Task requirements —
Across the entries below, tally every line that holds the word "spawn". Give only the tally.

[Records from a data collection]
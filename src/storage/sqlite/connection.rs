//! Shared connection handling for the `SQLite` cache store.
//!
//! This module provides utilities for managing `SQLite` connections with proper
//! mutex handling, poison recovery, and concurrency configuration.

use crate::{Error, Result};
use rusqlite::Connection;
use std::path::Path;
use std::sync::{Mutex, MutexGuard};
use std::time::Duration;

/// Busy timeout applied to every connection, in milliseconds.
pub const BUSY_TIMEOUT_MS: u32 = 5000;

/// Helper to acquire mutex lock with poison recovery.
///
/// If the mutex is poisoned (due to a panic in a previous critical section),
/// we recover the inner value and log a warning. This prevents cascading
/// failures when one check panics.
pub fn acquire_lock<T>(mutex: &Mutex<T>) -> MutexGuard<'_, T> {
    match mutex.lock() {
        Ok(guard) => guard,
        Err(poisoned) => {
            tracing::warn!("SQLite mutex was poisoned, recovering");
            metrics::counter!("sqlite_mutex_poison_recovery_total").increment(1);
            poisoned.into_inner()
        },
    }
}

/// Opens a file-backed connection.
///
/// # Errors
///
/// Returns [`Error::OperationFailed`] if the database cannot be opened.
pub fn open_connection(path: &Path) -> Result<Connection> {
    Connection::open(path).map_err(|e| Error::OperationFailed {
        operation: "open_sqlite".to_string(),
        cause: e.to_string(),
    })
}

/// Opens a private in-memory connection.
///
/// # Errors
///
/// Returns [`Error::OperationFailed`] if the database cannot be opened.
pub fn open_in_memory() -> Result<Connection> {
    Connection::open_in_memory().map_err(|e| Error::OperationFailed {
        operation: "open_sqlite_memory".to_string(),
        cause: e.to_string(),
    })
}

/// Configures a `SQLite` connection for a shared, multi-writer cache.
///
/// # Configuration Applied
///
/// - **WAL mode**: readers proceed while other submissions append
/// - **NORMAL synchronous**: balances durability with insert latency
/// - **`busy_timeout`**: waits [`BUSY_TIMEOUT_MS`] for locks instead of failing immediately
///
/// # Errors
///
/// Returns [`Error::OperationFailed`] if the busy timeout cannot be applied.
pub fn configure_connection(conn: &Connection) -> Result<()> {
    // journal_mode returns a row ("wal" or "memory"), so its result is ignored
    let _ = conn.pragma_update(None, "journal_mode", "WAL");
    let _ = conn.pragma_update(None, "synchronous", "NORMAL");
    conn.busy_timeout(Duration::from_millis(u64::from(BUSY_TIMEOUT_MS)))
        .map_err(|e| Error::OperationFailed {
            operation: "configure_busy_timeout".to_string(),
            cause: e.to_string(),
        })
}

#[cfg(test)]
mod tests {
    use super::*;
    use std::sync::Arc;
    use std::thread;

    #[test]
    fn test_acquire_lock_concurrent() {
        let mutex = Arc::new(Mutex::new(0));
        let handles: Vec<_> = (0..8)
            .map(|_| {
                let mutex = Arc::clone(&mutex);
                thread::spawn(move || {
                    *acquire_lock(&mutex) += 1;
                })
            })
            .collect();

        for handle in handles {
            handle.join().unwrap();
        }

        assert_eq!(*acquire_lock(&mutex), 8);
    }

    #[test]
    fn test_acquire_lock_recovers_poison() {
        let mutex = Arc::new(Mutex::new(1));
        let poisoner = Arc::clone(&mutex);
        let _ = thread::spawn(move || {
            let _guard = poisoner.lock().unwrap();
            panic!("poison the mutex");
        })
        .join();

        assert!(mutex.is_poisoned());
        assert_eq!(*acquire_lock(&mutex), 1);
    }

    #[test]
    fn test_configure_connection() {
        let conn = open_in_memory().unwrap();
        configure_connection(&conn).unwrap();

        let journal_mode: String = conn
            .pragma_query_value(None, "journal_mode", |row| row.get(0))
            .unwrap();
        // In-memory databases cannot use WAL and report "memory"
        assert!(
            journal_mode.eq_ignore_ascii_case("wal") || journal_mode.eq_ignore_ascii_case("memory"),
            "unexpected journal mode '{journal_mode}'"
        );

        let busy_timeout: u32 = conn
            .pragma_query_value(None, "busy_timeout", |row| row.get(0))
            .unwrap();
        assert_eq!(busy_timeout, BUSY_TIMEOUT_MS);
    }
}
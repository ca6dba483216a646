//! Budget limits.
//!
//! Each rule counts the client's submissions inside the rule's window,
//! optionally narrowed to a UTM source or a category. The first rule whose
//! count exceeds its quantity is reported; later rules are not evaluated.

use crate::Result;
use crate::models::{ContactClient, LimitRule, ScopeFlags};
use crate::services::gate::builder::{FilterGroup, count_matching};
use crate::storage::predicate::Column;
use crate::storage::traits::CacheStore;
use chrono::{DateTime, Utc};
use serde::Serialize;

/// A rule that has been exceeded, with the count observed.
#[derive(Debug, Clone, PartialEq, Eq, Serialize)]
pub struct LimitHit {
    /// The exceeded rule.
    pub rule: LimitRule,
    /// Submissions counted inside the rule's window.
    pub count: u64,
}

/// Parses the leading integer of `value`, as a lenient numeric cast would.
///
/// Leading whitespace and a sign are accepted; parsing stops at the first
/// non-digit. Anything without leading digits is zero.
fn leading_integer(value: &str) -> i64 {
    let trimmed = value.trim_start();
    let (sign, rest) = match trimmed.as_bytes().first() {
        Some(b'-') => (-1, &trimmed[1..]),
        Some(b'+') => (1, &trimmed[1..]),
        _ => (1, trimmed),
    };
    let digits_end = rest
        .find(|c: char| !c.is_ascii_digit())
        .unwrap_or(rest.len());
    let digits = &rest[..digits_end];
    if digits.is_empty() {
        return 0;
    }
    digits
        .parse::<i64>()
        .map_or(if sign < 0 { i64::MIN } else { i64::MAX }, |n| sign * n)
}

/// Builds the OR-group counted for one rule.
///
/// # Errors
///
/// Returns [`Error::InvalidDuration`](crate::Error::InvalidDuration) if the
/// rule's duration is malformed.
pub fn limit_group(rule: &LimitRule, client_id: i64, now: DateTime<Utc>) -> Result<FilterGroup> {
    let cutoff = rule.window_start(now)?;
    let mut group = FilterGroup::any().with_window(client_id, cutoff);

    if rule.scope.has_flag(ScopeFlags::UTM_SOURCE) {
        let source = rule.value.trim();
        if !source.is_empty() {
            group = group.with_field(Column::UtmSource, source);
        }
    }
    if rule.scope.has_flag(ScopeFlags::CATEGORY) {
        let category = leading_integer(&rule.value);
        if category != 0 {
            group = group.with_field(Column::CategoryId, category);
        }
    }

    Ok(group)
}

/// Returns the first rule whose window count exceeds its quantity.
///
/// # Errors
///
/// Returns an error if a duration is malformed or the store query fails.
pub fn find_limit<S: CacheStore + ?Sized>(
    store: &S,
    client: &ContactClient,
    rules: &[LimitRule],
    now: DateTime<Utc>,
) -> Result<Option<LimitHit>> {
    for (index, rule) in rules.iter().enumerate() {
        let group = limit_group(rule, client.id, now)?;
        let count = count_matching(store, std::slice::from_ref(&group))?;
        tracing::debug!(
            rule.index = index,
            rule.quantity = rule.quantity,
            count,
            "evaluated limit rule"
        );

        if count > rule.quantity {
            return Ok(Some(LimitHit {
                rule: rule.clone(),
                count,
            }));
        }
    }
    Ok(None)
}
//! Contact and client views consumed by the gate checks.
//!
//! Both types are read-only snapshots of the caller's objects. Raw field
//! values are kept as received; trimming, title-casing and phone
//! normalization happen while rules are evaluated.

use serde::{Deserialize, Serialize};

/// The contact being submitted.
#[derive(Debug, Clone, Default, PartialEq, Eq, Serialize, Deserialize)]
pub struct Contact {
    /// Contact id, absent for contacts not yet persisted.
    pub id: Option<i64>,
    /// Email as entered.
    pub email: Option<String>,
    /// Phone as entered.
    pub phone: Option<String>,
    /// Mobile as entered.
    pub mobile: Option<String>,
    /// Street line.
    pub address1: Option<String>,
    /// Secondary street line.
    pub address2: Option<String>,
    /// City.
    pub city: Option<String>,
    /// State or region.
    pub state: Option<String>,
    /// Postal code.
    pub zipcode: Option<String>,
    /// Country.
    pub country: Option<String>,
}

impl Contact {
    /// Creates a persisted contact with no fields set.
    #[must_use]
    pub fn new(id: i64) -> Self {
        Self {
            id: Some(id),
            ..Self::default()
        }
    }

    /// Sets the email.
    #[must_use]
    pub fn with_email(mut self, email: impl Into<String>) -> Self {
        self.email = Some(email.into());
        self
    }

    /// Sets the phone.
    #[must_use]
    pub fn with_phone(mut self, phone: impl Into<String>) -> Self {
        self.phone = Some(phone.into());
        self
    }

    /// Sets the mobile.
    #[must_use]
    pub fn with_mobile(mut self, mobile: impl Into<String>) -> Self {
        self.mobile = Some(mobile.into());
        self
    }

    /// Sets the street line.
    #[must_use]
    pub fn with_address1(mut self, address1: impl Into<String>) -> Self {
        self.address1 = Some(address1.into());
        self
    }

    /// Sets the secondary street line.
    #[must_use]
    pub fn with_address2(mut self, address2: impl Into<String>) -> Self {
        self.address2 = Some(address2.into());
        self
    }

    /// Sets the city.
    #[must_use]
    pub fn with_city(mut self, city: impl Into<String>) -> Self {
        self.city = Some(city.into());
        self
    }

    /// Sets the state.
    #[must_use]
    pub fn with_state(mut self, state: impl Into<String>) -> Self {
        self.state = Some(state.into());
        self
    }

    /// Sets the postal code.
    #[must_use]
    pub fn with_zipcode(mut self, zipcode: impl Into<String>) -> Self {
        self.zipcode = Some(zipcode.into());
        self
    }

    /// Sets the country.
    #[must_use]
    pub fn with_country(mut self, country: impl Into<String>) -> Self {
        self.country = Some(country.into());
        self
    }
}

/// The downstream client a contact is being sent to.
#[derive(Debug, Clone, Copy, Default, PartialEq, Eq, Serialize, Deserialize)]
pub struct ContactClient {
    /// Client id.
    pub id: i64,
    /// Category the client belongs to.
    pub category_id: Option<i64>,
}

impl ContactClient {
    /// Creates an uncategorised client.
    #[must_use]
    pub const fn new(id: i64) -> Self {
        Self {
            id,
            category_id: None,
        }
    }

    /// Sets the category.
    #[must_use]
    pub const fn with_category(mut self, category_id: i64) -> Self {
        self.category_id = Some(category_id);
        self
    }

    /// Returns the category id when it is set and non-zero.
    #[must_use]
    pub fn category(&self) -> Option<i64> {
        self.category_id.filter(|id| *id != 0)
    }
}

/// Upper-cases the first character of every whitespace-separated word, then trims.
///
/// Characters after the first of each word are left untouched, so `"mcDonald"`
/// becomes `"McDonald"`.
#[must_use]
pub fn title_case(value: &str) -> String {
    let mut result = String::with_capacity(value.len());
    let mut at_word_start = true;
    for c in value.chars() {
        if at_word_start && !c.is_whitespace() {
            result.extend(c.to_uppercase());
        } else {
            result.push(c);
        }
        at_word_start = c.is_whitespace();
    }
    result.trim().to_string()
}

/// Returns the trimmed value when it is non-empty.
#[must_use]
pub fn non_empty(value: Option<&str>) -> Option<String> {
    value
        .map(str::trim)
        .filter(|v| !v.is_empty())
        .map(str::to_string)
}

/// Returns the title-cased, trimmed value when it is non-empty.
#[must_use]
pub fn non_empty_title(value: Option<&str>) -> Option<String> {
    value.map(title_case).filter(|v| !v.is_empty())
}
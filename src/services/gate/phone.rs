//! Phone number normalization.
//!
//! Duplicate and exclusivity checks compare phone numbers in E.164 form
//! (`+` followed by 8 to 15 digits). A number that cannot be normalized is not
//! usable for matching; the checks drop that field and carry on.

use crate::{Error, Result};
use once_cell::sync::Lazy;
use regex::Regex;

/// Digits, common separators and an optional leading `+` or `00` prefix.
static DIALABLE: Lazy<Result<Regex>> = Lazy::new(|| {
    Regex::new(r"^(?:\+|00)?[0-9][0-9 ().\-]*$").map_err(|e| Error::OperationFailed {
        operation: "compile_phone_pattern".to_string(),
        cause: e.to_string(),
    })
});

/// Minimum digit count of an international number.
const MIN_DIGITS: usize = 8;

/// Maximum digit count allowed by E.164.
const MAX_DIGITS: usize = 15;

/// Digit count of a national significant number in the default numbering plan.
const NATIONAL_DIGITS: usize = 10;

/// Normalizes raw phone input into a canonical, comparable form.
pub trait PhoneNormalizer: Send + Sync {
    /// Returns the normalized number.
    ///
    /// # Errors
    ///
    /// Returns [`Error::InvalidInput`] if the input is not a usable phone number.
    fn normalize(&self, raw: &str) -> Result<String>;
}

/// E.164 normalizer with a default country code for national numbers.
#[derive(Debug, Clone, PartialEq, Eq)]
pub struct E164Normalizer {
    country_code: String,
}

impl E164Normalizer {
    /// Creates a normalizer that prefixes national numbers with `country_code`.
    ///
    /// # Errors
    ///
    /// Returns [`Error::InvalidInput`] if `country_code` is not 1 to 3 digits.
    pub fn new(country_code: impl Into<String>) -> Result<Self> {
        let country_code = country_code.into();
        let code = country_code.trim().trim_start_matches('+');
        if code.is_empty() || code.len() > 3 || !code.bytes().all(|b| b.is_ascii_digit()) {
            return Err(Error::InvalidInput(format!(
                "invalid country code: {country_code:?}"
            )));
        }
        Ok(Self {
            country_code: code.to_string(),
        })
    }

    /// Returns the configured country code, without `+`.
    #[must_use]
    pub fn country_code(&self) -> &str {
        &self.country_code
    }

    fn international(digits: &str, raw: &str) -> Result<String> {
        if (MIN_DIGITS..=MAX_DIGITS).contains(&digits.len()) && !digits.starts_with('0') {
            Ok(format!("+{digits}"))
        } else {
            Err(Error::InvalidInput(format!("not an E.164 number: {raw:?}")))
        }
    }
}

impl Default for E164Normalizer {
    fn default() -> Self {
        Self {
            country_code: "1".to_string(),
        }
    }
}

impl PhoneNormalizer for E164Normalizer {
    fn normalize(&self, raw: &str) -> Result<String> {
        let trimmed = raw.trim();
        let pattern = (*DIALABLE).as_ref().map_err(|e| Error::OperationFailed {
            operation: "normalize_phone".to_string(),
            cause: e.to_string(),
        })?;
        if !pattern.is_match(trimmed) {
            return Err(Error::InvalidInput(format!("not a phone number: {raw:?}")));
        }

        let digits: String = trimmed.chars().filter(char::is_ascii_digit).collect();

        if trimmed.starts_with('+') {
            return Self::international(&digits, raw);
        }
        if let Some(rest) = digits.strip_prefix("00") {
            return Self::international(rest, raw);
        }
        if digits.len() == NATIONAL_DIGITS {
            return Self::international(&format!("{}{digits}", self.country_code), raw);
        }
        if digits.len() == self.country_code.len() + NATIONAL_DIGITS
            && digits.starts_with(self.country_code.as_str())
        {
            return Self::international(&digits, raw);
        }

        Err(Error::InvalidInput(format!(
            "cannot place national number: {raw:?}"
        )))
    }
}

/// Normalizes an optional raw number, treating blanks and failures as absent.
pub fn usable_phone<N: PhoneNormalizer + ?Sized>(
    normalizer: &N,
    raw: Option<&str>,
) -> Option<String> {
    let raw = raw.map(str::trim).filter(|s| !s.is_empty())?;
    match normalizer.normalize(raw) {
        Ok(normalized) if !normalized.is_empty() => Some(normalized),
        Ok(_) => None,
        Err(e) => {
            tracing::debug!(error = %e, "phone not usable for matching");
            None
        },
    }
}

Response for this exercise —
2